II.  “Preparing Children for the Gospel”

 A.  Introduction: Michael’s presentation centers around the parable of the sower in Matthew 13:3-9 and the explanation in 13:18-23.  Look at those with me.  Michael goes on to identify and comment on the sower, the seed, and the soil.

 B.  The Sower: We must begin by noting that only the Lord can save our children.  He is sovereign over all the universe and His sovereignty extends over the hearts of our children.  Yet Michael correctly notes: “(God’s Sovereignty) does not mean that we are not to labor in this ministry (of sowing).” 2  Rather, we are to pray for our children’s salvation, teach them the Word of God, and model a life of faith to them.

 C.  The Seed: The seed is the good news of Christ crucified for sinners.  In short, the seed is the gospel.  We must always remember that it is the gospel and the gospel alone that will save our children (read quote on p. 9).  Likewise, we must teach our children that salvation is not based upon works that they do.  No, it is only faith, or trust, in Christ that saves a person.  We must not do anything but trust in what Christ has already done for us at the cross.

 D.  The Soil: According to the parable, the soil is the heart, and in particular, the heart of the child.  Many children are excited about certain aspects of the Christian life.  Yet, we must be careful to discern between ‘spiritual interest’ and true conversion (read quote on p. 11).  I think that this is particularly challenging.  Yet, we must do our best by God’s grace to be discerning in these areas.  We want to encourage spiritual interest but we do not want to mistake it for saving faith.  No matter what profession a child makes, we must always keep the gospel and their need for the gospel in front of them.

 E.  How do we sow, tend, and harvest: Michael encourages us to sow with confidence based on the truth that God’s Word shall never return void (Isaiah 55:11).  We need to trust the Word and its power to save.  Michael adds that we need to cultivate proper conditions for growth.  We must give our children rules and teach them that when they disobey the rules there are consequences to face.  We must labor to help them understand their need for a Savior.  They need to come to grips with their own inability to save themselves (read quote on p. 13-14).  To illustrate the importance of teaching our children hard (heart) lessons, she quotes a story from the life of Reverend Richard Cecil.  Listen to the story (read quote on p. 15-16).  I think that story is interesting on several fronts.  First, the fact that it seems a bit harsh to me at first may indicate how much I have bought in to our current culture of only building our children up.  Second, not that I would necessarily do this with Isaiah, but I want to be intentional and work hard at teaching him the truths of the faith.  We do not want to make the mistake of protecting our children so much that we actually protect them from the hard truths of the Bible.  They need the hard truths just as much as we do. 
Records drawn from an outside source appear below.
//! Named LIFO stacks
//!
//! The interpreter keeps two of these: the operand stack most words work on
//! and the scratch stack used by `push`/`pop`. Popping an empty stack is a
//! `StackFault` naming the stack, never a panic.

use crate::fault::Fault;

#[derive(Debug, Clone, PartialEq)]
pub struct Stack<T> {
    name: &'static str,
    items: Vec<T>,
}

impl<T> Stack<T> {
    pub fn new(name: &'static str) -> Self {
        Stack {
            name,
            items: Vec::new(),
        }
    }

    pub fn name(&self) -> &'static str {
        self.name
    }

    pub fn push(&mut self, item: T) {
        self.items.push(item);
    }

    /// Pop the top item
    ///
    /// Stack effect: ( a -- )
    pub fn pop(&mut self) -> Result<T, Fault> {
        self.items
            .pop()
            .ok_or_else(|| Fault::stack(format!("{} stack underflow", self.name)))
    }

    pub fn peek(&self) -> Option<&T> {
        self.items.last()
    }

    pub fn len(&self) -> usize {
        self.items.len()
    }

    pub fn is_empty(&self) -> bool {
        self.items.is_empty()
    }

    pub fn clear(&mut self) {
        self.items.clear();
    }

    /// Remove every item, top first
    pub fn drain_all(&mut self) -> impl Iterator<Item = T> + '_ {
        self.items.drain(..).rev()
    }

    /// Iterate bottom to top
    pub fn iter(&self) -> std::slice::Iter<'_, T> {
        self.items.iter()
    }
}

#[cfg(test)]
mod tests {
    use super::*;

    #[test]
    fn test_push_pop_lifo() {
        let mut s = Stack::new("operand");
        s.push(1);
        s.push(2);
        s.push(3);
        assert_eq!(s.len(), 3);
        assert_eq!(s.peek(), Some(&3));
        assert_eq!(s.pop(), Ok(3));
        assert_eq!(s.pop(), Ok(2));
        assert_eq!(s.pop(), Ok(1));
        assert!(s.is_empty());
    }

    #[test]
    fn test_underflow_names_stack() {
        let mut s: Stack<i32> = Stack::new("scratch");
        match s.pop() {
            Err(Fault::StackFault(msg)) => assert_eq!(msg, "scratch stack underflow"),
            other => panic!("Expected StackFault, got {:?}", other),
        }
    }

    #[test]
    fn test_drain_all_top_first() {
        let mut s = Stack::new("operand");
        s.push('a');
        s.push('b');
        let drained: Vec<_> = s.drain_all().collect();
        assert_eq!(drained, vec!['b', 'a']);
        assert!(s.is_empty());
    }

    #[test]
    fn test_clone_is_independent() {
        let mut s = Stack::new("operand");
        s.push(1);
        let snapshot = s.clone();
        s.push(2);
        assert_eq!(snapshot.len(), 1);
        assert_ne!(snapshot, s);
    }
}
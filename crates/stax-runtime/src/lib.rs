//! Stax Runtime: the word interpreter
//!
//! An [`Interpreter`] owns one [`Environment`] (operand stack, scratch stack
//! and word dictionary) and runs input lines against it. Each top-level line
//! is a transaction: if any token faults, the environment is restored to
//! exactly what it was before the line started.
//!
//! ```rust,ignore
//! use stax_runtime::{CaptureOutput, Interpreter};
//!
//! let out = CaptureOutput::new();
//! let mut interp = Interpreter::with_output(out.clone());
//! interp.execute_line("square: dup *")?;
//! interp.execute_line("5 square")?;
//! assert_eq!(out.contents(), "\n25\n");
//! ```
//!
//! # Modules
//!
//! - `word`: Native and defined words
//! - `env`: The environment and its stack/dictionary operations
//! - `builtins`: The native word library
//! - `dispatch`: Tokenizer, token dispatch and `{ ... }` loops
//! - `transaction`: All-or-nothing execution of a line
//! - `script`: Script loading and the embedded default script
//! - `host`: Hooks for side effects outside the interpreter

pub mod builtins;
pub mod dispatch;
pub mod env;
pub mod host;
pub mod interp;
pub mod script;
pub mod transaction;
pub mod word;

pub use dispatch::{Mode, tokenize};
pub use env::Environment;
pub use host::{CaptureOutput, Host, NullHost};
pub use interp::Interpreter;
pub use script::{DEFAULT_SCRIPT, write_default_script};
pub use transaction::Snapshot;
pub use word::{NativeFn, Word, WordBody};

pub use stax_core::{Fault, Stack, Value};
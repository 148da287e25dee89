//! The interpreter: one environment plus the sinks it talks to

use std::io::{self, Write};
use std::path::{Path, PathBuf};

use stax_core::Fault;

use crate::env::Environment;
use crate::host::{Host, NullHost};

pub struct Interpreter {
    pub(crate) env: Environment,
    out: Box<dyn Write>,
    host: Box<dyn Host>,
    script_path: Option<PathBuf>,
    exit_requested: bool,
}

impl Interpreter {
    /// Interpreter writing to stdout with the native library registered
    pub fn new() -> Self {
        Interpreter::with_output(io::stdout())
    }

    pub fn with_output(out: impl Write + 'static) -> Self {
        Interpreter {
            env: Environment::with_builtins(),
            out: Box::new(out),
            host: Box::new(NullHost),
            script_path: None,
            exit_requested: false,
        }
    }

    pub fn with_host(mut self, host: impl Host + 'static) -> Self {
        self.host = Box::new(host);
        self
    }

    /// Script used by `reload`, `default` and `conf`
    pub fn with_script_path(mut self, path: impl Into<PathBuf>) -> Self {
        self.script_path = Some(path.into());
        self
    }

    pub fn env(&self) -> &Environment {
        &self.env
    }

    pub fn env_mut(&mut self) -> &mut Environment {
        &mut self.env
    }

    pub fn script_path(&self) -> Option<&Path> {
        self.script_path.as_deref()
    }

    pub(crate) fn set_script_path(&mut self, path: &Path) {
        self.script_path = Some(path.to_path_buf());
    }

    /// Set by the `exit` word; the caller decides what exiting means
    pub fn exit_requested(&self) -> bool {
        self.exit_requested
    }

    pub(crate) fn request_exit(&mut self) {
        self.exit_requested = true;
    }

    pub(crate) fn set_exit_requested(&mut self, requested: bool) {
        self.exit_requested = requested;
    }

    pub(crate) fn out(&mut self) -> &mut dyn Write {
        self.out.as_mut()
    }

    pub(crate) fn host(&mut self) -> &mut dyn Host {
        self.host.as_mut()
    }

    /// Print the operand stack, top rightmost
    pub fn echo_stack(&mut self) -> Result<(), Fault> {
        let rendered = self.env.render_stack();
        writeln!(self.out, "{}", rendered)?;
        self.out.flush()?;
        Ok(())
    }

    /// Write a diagnostic line; a broken sink must not mask the fault
    pub(crate) fn report(&mut self, msg: &str) {
        let _ = writeln!(self.out, "{}", msg);
    }
}

impl Default for Interpreter {
    fn default() -> Self {
        Interpreter::new()
    }
}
 F.  Stages of Growth: Quoting from a book by Art Murphy entitled The Faith of a Child, Michael notes four stages of growth:
  1.  The Discovering Stage (0-5) (p. 17)
  2.  The Discerning Stage (4-8) (p. 18-19)
  3.  The Deciding Stage (7-12) (p. 20-23)
  4.  The Discipling Stage (10 and up) (p. 23)
Michael understands that these stages are in no way concrete since every child is different.  Yet, they can provide some help in understanding how children learn and develop, particularly when it comes to spiritual matters.  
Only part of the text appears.